[EXERCISE MATERIAL — start]
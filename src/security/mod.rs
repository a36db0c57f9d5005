// src/security/mod.rs
//! Rule-based security checks
//!
//! Security rules (velocity, pattern, fraud, compliance), jurisdiction
//! compliance thresholds and the per-address aggregated risk profile.

pub mod compliance;
pub mod risk_profile;
pub mod rules;

pub use compliance::{check_compliance, ComplianceCheck, ComplianceRule, ComplianceType, EnforcementLevel};
pub use risk_profile::{RiskObservation, RiskProfile};
pub use rules::{RuleActions, RuleConditions, RuleEngine, RuleHit, RuleInput, RuleType, SecurityRule};
use gridpath_core::{Coord, Map};

/// An ordered route from a start cell to an end cell, both inclusive.
///
/// A path is never empty; when start and end coincide it holds one cell.
#[derive(Debug, Clone, PartialEq, Eq)]
#[cfg_attr(feature = "serde", derive(serde::Serialize, serde::Deserialize))]
#[cfg_attr(feature = "serde", serde(try_from = "Vec<Coord>"))]
pub struct Path(Vec<Coord>);

impl Path {
    /// Wrap a coordinate sequence, or `None` if it is empty.
    pub fn new(coords: Vec<Coord>) -> Option<Self> {
        if coords.is_empty() {
            None
        } else {
            Some(Self(coords))
        }
    }

    pub(crate) fn from_vec(coords: Vec<Coord>) -> Self {
        debug_assert!(!coords.is_empty());
        Self(coords)
    }

    /// The coordinates in travel order.
    #[inline]
    pub fn coords(&self) -> &[Coord] {
        &self.0
    }

    /// Number of cells, endpoints included.
    #[inline]
    pub fn len(&self) -> usize {
        self.0.len()
    }

    /// Always false.
    #[inline]
    pub fn is_empty(&self) -> bool {
        self.0.is_empty()
    }

    /// Number of moves (edges), one less than [`len`](Self::len).
    #[inline]
    pub fn steps(&self) -> usize {
        self.0.len() - 1
    }

    /// First cell.
    pub fn start(&self) -> Coord {
        self.0[0]
    }

    /// Last cell.
    pub fn end(&self) -> Coord {
        self.0[self.0.len() - 1]
    }

    /// Whether every consecutive pair is 4-adjacent.
    pub fn is_contiguous(&self) -> bool {
        self.0.windows(2).all(|w| w[0].is_adjacent(w[1]))
    }

    /// Whether this path walks `map` legally: it runs from the map's start
    /// to its end, is contiguous, and never steps onto a blocked cell after
    /// leaving the start.
    pub fn is_walkable(&self, map: &Map) -> bool {
        self.start() == map.start()
            && self.end() == map.end()
            && self.is_contiguous()
            && self.0[1..].iter().all(|&c| map.grid().is_passable(c))
    }

    pub fn iter(&self) -> std::slice::Iter<'_, Coord> {
        self.0.iter()
    }

    pub fn into_vec(self) -> Vec<Coord> {
        self.0
    }
}

impl<'a> IntoIterator for &'a Path {
    type Item = &'a Coord;
    type IntoIter = std::slice::Iter<'a, Coord>;

    fn into_iter(self) -> Self::IntoIter {
        self.0.iter()
    }
}

impl TryFrom<Vec<Coord>> for Path {
    type Error = &'static str;

    fn try_from(coords: Vec<Coord>) -> Result<Self, Self::Error> {
        Path::new(coords).ok_or("path must hold at least one cell")
    }
}

impl AsRef<[Coord]> for Path {
    fn as_ref(&self) -> &[Coord] {
        &self.0
    }
}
[EXERCISE MATERIAL — finish]
▶ [WHAT IS REQUIRED] Copy out the full material exactly as it appears.

▶ [TASK RESULT]
filename src/security/mod.rs
repository a36db0c57f9d5005
// src/security/mod.rs
//! Rule-based security checks
//!
//! Security rules (velocity, pattern, fraud, compliance), jurisdiction
//! compliance thresholds and the per-address aggregated risk profile.

pub mod compliance;
pub mod risk_profile;
pub mod rules;

pub use compliance::{check_compliance, ComplianceCheck, ComplianceRule, ComplianceType, EnforcementLevel};
pub use risk_profile::{RiskObservation, RiskProfile};
pub use rules::{RuleActions, RuleConditions, RuleEngine, RuleHit, RuleInput, RuleType, SecurityRule};
use gridpath_core::{Coord, Map};

/// An ordered route from a start cell to an end cell, both inclusive.
///
/// A path is never empty; when start and end coincide it holds one cell.
#[derive(Debug, Clone, PartialEq, Eq)]
#[cfg_attr(feature = "serde", derive(serde::Serialize, serde::Deserialize))]
#[cfg_attr(feature = "serde", serde(try_from = "Vec<Coord>"))]
pub struct Path(Vec<Coord>);

impl Path {
    /// Wrap a coordinate sequence, or `None` if it is empty.
    pub fn new(coords: Vec<Coord>) -> Option<Self> {
        if coords.is_empty() {
            None
        } else {
            Some(Self(coords))
        }
    }

    pub(crate) fn from_vec(coords: Vec<Coord>) -> Self {
        debug_assert!(!coords.is_empty());
        Self(coords)
    }

    /// The coordinates in travel order.
    #[inline]
    pub fn coords(&self) -> &[Coord] {
        &self.0
    }

    /// Number of cells, endpoints included.
    #[inline]
    pub fn len(&self) -> usize {
        self.0.len()
    }

    /// Always false.
    #[inline]
    pub fn is_empty(&self) -> bool {
        self.0.is_empty()
    }

    /// Number of moves (edges), one less than [`len`](Self::len).
    #[inline]
    pub fn steps(&self) -> usize {
        self.0.len() - 1
    }

    /// First cell.
    pub fn start(&self) -> Coord {
        self.0[0]
    }

    /// Last cell.
    pub fn end(&self) -> Coord {
        self.0[self.0.len() - 1]
    }

    /// Whether every consecutive pair is 4-adjacent.
    pub fn is_contiguous(&self) -> bool {
        self.0.windows(2).all(|w| w[0].is_adjacent(w[1]))
    }

    /// Whether this path walks `map` legally: it runs from the map's start
    /// to its end, is contiguous, and never steps onto a blocked cell after
    /// leaving the start.
    pub fn is_walkable(&self, map: &Map) -> bool {
        self.start() == map.start()
            && self.end() == map.end()
            && self.is_contiguous()
            && self.0[1..].iter().all(|&c| map.grid().is_passable(c))
    }

    pub fn iter(&self) -> std::slice::Iter<'_, Coord> {
        self.0.iter()
    }

    pub fn into_vec(self) -> Vec<Coord> {
        self.0
    }
}

impl<'a> IntoIterator for &'a Path {
    type Item = &'a Coord;
    type IntoIter = std::slice::Iter<'a, Coord>;

    fn into_iter(self) -> Self::IntoIter {
        self.0.iter()
    }
}

impl TryFrom<Vec<Coord>> for Path {
    type Error = &'static str;

    fn try_from(coords: Vec<Coord>) -> Result<Self, Self::Error> {
        Path::new(coords).ok_or("path must hold at least one cell")
    }
}

impl AsRef<[Coord]> for Path {
    fn as_ref(&self) -> &[Coord] {
        &self.0
    }
}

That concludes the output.